Остаток дня они провели в хамаме; несколько ичогланов трудились над ними и исполняли все их желания. Их долго массировали и мыли. Им постригли ногти на руках и на ногах. Затем помыли им головы и остригли волосы. Глядя, как цирюльник осторожно подстригает холеную бородку Сулеймана, Давуд жмурился от удовольствия. Он заулыбался, когда и его начисто побрили остро заточенным кинжалом. Пока ловкие руки ичогланов разминали все их мышцы, они переговаривались шепотом, сплетя пальцы на мраморной белой плите. Наконец, их, безупречно чистых и нагих, вывели из хамама и препроводили в султанскую гардеробную. Еще несколько ичогланов помогли им облачиться в тончайший шелк и парчу. На их босые ноги надели туфли, расшитые изумрудами и рубинами. Затем из внутренних покоев султана вышел ичоглан с маленькой резной шкатулкой в руках. Сулейман откинул крышку. На алой бархатной подушечке лежала тонкая золотая цепочка. Сулейман осторожно вынул цепочку и надел ее на шею Давуду.

— Друг мой, я сделал ее для тебя собственными руками. Каждое звено символизирует любовь и доверие, какие я испытываю к тебе всей душой и всем сердцем. Точно такую же цепочку я подарил Хюррем перед тем, как отправился в последний поход.

Давуд пропустил между пальцами тонкие звенья и вытер слезы, навернувшиеся ему на глаза. Он потянулся к руке Сулеймана и поднес ее к своим губам.

— Благодарю тебя, — произнес он срывающимся от волнения голосом. — Твой подарок значит для меня больше, чем все милости, которыми ты меня осыпал до сих пор.

Сулейман ласково улыбнулся и сам поднес к губам руку Давуда.

— Пойдем, наш пир начинается.

Несколько часов они провели в роскошном Прибрежном павильоне. Перед ними стояли золотые блюда с платиновыми завитками, доверху наполненные перепелами, олениной, курятиной, бараниной, мясом льва и павлина. Чаши, до краев наполненные экзотическими соусами, источали разнообразные ароматы, пробуждая аппетит. Им подали также грибы, печеный лук, свеклу и корнеплоды. Аромат свежеиспеченного хлеба заполнял их ноздри.

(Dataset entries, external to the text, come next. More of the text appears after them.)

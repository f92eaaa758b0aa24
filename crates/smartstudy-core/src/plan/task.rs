//! Study task types.

use serde::{Deserialize, Serialize};

/// Lifecycle status of a study task.
///
/// The board shows one column per variant. `Skipped` tasks stay in the
/// ranking with a score penalty.
#[derive(Debug, Clone, Copy, PartialEq, Eq, Hash, Serialize, Deserialize)]
#[serde(rename_all = "kebab-case")]
pub enum TaskStatus {
    Pending,
    #[serde(alias = "in_progress", alias = "inprogress")]
    InProgress,
    Done,
    Skipped,
}

impl TaskStatus {
    pub const ALL: [TaskStatus; 4] = [
        TaskStatus::Pending,
        TaskStatus::InProgress,
        TaskStatus::Done,
        TaskStatus::Skipped,
    ];

    pub fn as_str(&self) -> &'static str {
        match self {
            Self::Pending => "pending",
            Self::InProgress => "in-progress",
            Self::Done => "done",
            Self::Skipped => "skipped",
        }
    }

    pub fn parse(s: &str) -> Option<Self> {
        match s.to_ascii_lowercase().as_str() {
            "pending" => Some(Self::Pending),
            "in-progress" | "in_progress" | "inprogress" => Some(Self::InProgress),
            "done" => Some(Self::Done),
            "skipped" => Some(Self::Skipped),
            _ => None,
        }
    }
}

/// What kind of studying the task involves.
#[derive(Debug, Clone, Copy, PartialEq, Eq, Serialize, Deserialize)]
#[serde(rename_all = "lowercase")]
pub enum ActivityType {
    Concept,
    Practice,
    Review,
}

impl ActivityType {
    pub fn as_str(&self) -> &'static str {
        match self {
            Self::Concept => "concept",
            Self::Practice => "practice",
            Self::Review => "review",
        }
    }

    pub fn parse(s: &str) -> Option<Self> {
        match s.to_ascii_lowercase().as_str() {
            "concept" => Some(Self::Concept),
            "practice" => Some(Self::Practice),
            "review" => Some(Self::Review),
            _ => None,
        }
    }
}

/// A single study task.
///
/// `subject_id` is a plain key into the subject collection and may dangle
/// after a subject is deleted.
#[derive(Debug, Clone, PartialEq, Serialize, Deserialize)]
#[serde(rename_all = "camelCase")]
pub struct Task {
    pub id: String,
    pub title: String,
    pub subject_id: String,
    pub planned_minutes: u32,
    /// Days from today; 0 is today.
    #[serde(default)]
    pub day_offset: u32,
    pub status: TaskStatus,
    #[serde(rename = "type")]
    pub kind: ActivityType,
    /// Intended range 0.0..=1.0.
    pub importance: f64,
}

impl Task {
    /// A pending concept task for today with neutral importance.
    pub fn new(
        id: impl Into<String>,
        title: impl Into<String>,
        subject_id: impl Into<String>,
        planned_minutes: u32,
    ) -> Self {
        Self {
            id: id.into(),
            title: title.into(),
            subject_id: subject_id.into(),
            planned_minutes,
            day_offset: 0,
            status: TaskStatus::Pending,
            kind: ActivityType::Concept,
            importance: 0.5,
        }
    }

    pub fn with_day_offset(mut self, day_offset: u32) -> Self {
        self.day_offset = day_offset;
        self
    }

    pub fn with_status(mut self, status: TaskStatus) -> Self {
        self.status = status;
        self
    }

    pub fn with_kind(mut self, kind: ActivityType) -> Self {
        self.kind = kind;
        self
    }

    pub fn with_importance(mut self, importance: f64) -> Self {
        self.importance = importance;
        self
    }

    pub fn is_today(&self) -> bool {
        self.day_offset == 0
    }
}

#[cfg(test)]
mod tests {
    use super::*;

    #[test]
    fn status_serializes_kebab_case() {
        let json = serde_json::to_string(&TaskStatus::InProgress).unwrap();
        assert_eq!(json, "\"in-progress\"");
    }

    #[test]
    fn status_accepts_aliases() {
        let s: TaskStatus = serde_json::from_str("\"in_progress\"").unwrap();
        assert_eq!(s, TaskStatus::InProgress);
        assert_eq!(TaskStatus::parse("Skipped"), Some(TaskStatus::Skipped));
        assert_eq!(TaskStatus::parse("later"), None);
    }

    #[test]
    fn task_uses_camel_case_keys() {
        let task = Task::new("t1", "Series tests", "math", 50).with_kind(ActivityType::Practice);
        let value = serde_json::to_value(&task).unwrap();
        assert_eq!(value["subjectId"], "math");
        assert_eq!(value["plannedMinutes"], 50);
        assert_eq!(value["dayOffset"], 0);
        assert_eq!(value["type"], "practice");
    }

    #[test]
    fn task_parses_stored_record() {
        let raw = r#"{
            "id": "t17",
            "title": "RC timing drills",
            "subjectId": "physics",
            "plannedMinutes": 35,
            "dayOffset": 2,
            "status": "pending",
            "type": "review",
            "importance": 0.7
        }"#;
        let task: Task = serde_json::from_str(raw).unwrap();
        assert_eq!(task.day_offset, 2);
        assert_eq!(task.kind, ActivityType::Review);
        assert!(!task.is_today());
    }
}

После горячего принесли подносы, нагруженные сладчайшей пахлавой и разнообразными сладостями. Вина и шербеты лились рекой весь вечер; Давуд наслаждался их изысканным вкусом. Когда наконец они перешли к сладкому кальяну, который запивали густым черным кофе, начались ночные развлечения. Шуты и циркачи, карлики и актеры пантомимы услаждали их взоры своими номерами.

Сулейман и Давуд сидели рядом на мягких подушках, прижавшись друг к другу. Сулейман наблюдал за своим спутником; искренняя радость Давуда доставляла ему больше удовольствия, чем само представление.

Под грохот барабанов и звуки труб они наслаждались зрелищем. Перед ними выступали глотатели огня и фехтовальщики, на мраморном полу состязались борцы, одетые лишь в легчайшие туники. Акробаты делали сальто и высоко подпрыгивали; мечи со свистом рассекали воздух совсем рядом с их голыми ногами и животами.

Лезвия скользили угрожающе близко к мускулистой плоти, но благодаря исключительной ловкости и опыту никто не пострадал. Давуд восхищенно качал головой. Ему страстно захотелось коснуться своего любимого султана.

Сулейман провел ладонью по груди Давуда:

— Ты готов, любимый?

Давуд закрыл глаза в знак подтверждения.

Сулейман нежно взял Давуда за руку и повел по парку к своим личным покоям. Когда они вышли на тропинку и поднялись на мраморные ступени террасы, Сулейман крепче схватил его за руку, ладонь его вспотела.

Они долго шли под колоннадой и по коридору, направляясь к спальне. Теперь рука у Сулеймана обильно вспотела. Наконец он выпустил Давуда.